▶ [WORK TO BE COMPLETED]
Determine how many lines of the listing contain the word "enum". The reply is that number alone.

▶ [MATERIAL PROVIDED]

//! Month and week calendar grids.
//!
//! Both grids hold a set of visible weekdays, a start-of-week convention, a
//! cursor over the visible dates, and externally supplied per-date content.
//! Input goes in through `update`; the only output besides rendering is an
//! [`ActiveDateChanged`] notification whenever the cursor moves.
mod cell;
mod month;
mod navigation;
mod style;
mod week;
mod weekdays;
mod widget;
pub use self::cell::{ColumnRole, GridCell, RowRole};
pub use self::month::{calendar_row_count, days_in_month, first_weekday_of_month, MonthGrid};
pub use self::navigation::Direction;
pub use self::style::{BorderSets, CellStyles, DateFormat, InvalidDateFormat, WeekStyles};
pub use self::week::WeekGrid;
pub use self::weekdays::{parse_weekday, ParseWeekdayError, Weekdays};
use crossterm::event::Event;
use ratatui::text::Text;
use std::convert::Infallible;
use time::Date;

/// Per-date content placed inside a grid cell.
///
/// The grid owns its content handles and treats them opaquely: every event
/// that is not calendar navigation is forwarded to each handle in ascending
/// date order, and the resulting effects are handed back to the host.
pub trait DayContent {
    type Effect;

    fn handle_event(&mut self, event: &Event) -> Option<Self::Effect>;

    fn render(&self) -> Text<'static>;
}

impl DayContent for Text<'static> {
    type Effect = Infallible;

    fn handle_event(&mut self, _event: &Event) -> Option<Infallible> {
        None
    }

    fn render(&self) -> Text<'static> {
        self.clone()
    }
}

impl DayContent for String {
    type Effect = Infallible;

    fn handle_event(&mut self, _event: &Event) -> Option<Infallible> {
        None
    }

    fn render(&self) -> Text<'static> {
        Text::raw(self.clone())
    }
}

/// Input consumed by the grids
#[derive(Clone, Debug, Eq, PartialEq)]
pub enum Input<C> {
    Navigate(Direction),
    /// Adds or replaces the content for `date`.  Dates outside the grid are
    /// ignored.
    Content { date: Date, content: C },
    /// Anything else.  Arrow-key presses are treated as navigation; all other
    /// events go to the content handles.
    Event(Event),
}

/// Emitted whenever a grid's cursor moves
#[derive(Clone, Copy, Debug, Eq, Hash, Ord, PartialEq, PartialOrd)]
pub struct ActiveDateChanged {
    pub date: Date,
}

#[derive(Clone, Debug, Eq, PartialEq)]
pub enum Notification<E> {
    ActiveDateChanged(ActiveDateChanged),
    Content(E),
}

impl<E> Notification<E> {
    pub fn active_date(&self) -> Option<Date> {
        match self {
            Notification::ActiveDateChanged(ActiveDateChanged { date }) => Some(*date),
            Notification::Content(_) => None,
        }
    }
}

/// Sends `event` to every handle in order, collecting their effects
pub(crate) fn forward_event<'a, I, C>(contents: I, event: &Event) -> Vec<Notification<C::Effect>>
where
    I: IntoIterator<Item = &'a mut C>,
    C: DayContent + 'a,
{
    contents
        .into_iter()
        .filter_map(|content| content.handle_event(event))
        .map(Notification::Content)
        .collect()
}

/// Common dispatch for both grids: arrow keys navigate, anything else is
/// forwarded
pub(crate) fn route_event<'a, I, C, F>(
    contents: I,
    event: &Event,
    navigate: F,
) -> Vec<Notification<C::Effect>>
where
    I: IntoIterator<Item = &'a mut C>,
    C: DayContent + 'a,
    F: FnOnce(Direction) -> Option<ActiveDateChanged>,
{
    let direction = match event {
        Event::Key(key) => Direction::from_key(key),
        _ => None,
    };
    match direction {
        Some(d) => navigate(d)
            .map(Notification::ActiveDateChanged)
            .into_iter()
            .collect(),
        None => forward_event(contents, event),
    }
}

▶ [ANSWER TO THE EXERCISE]
2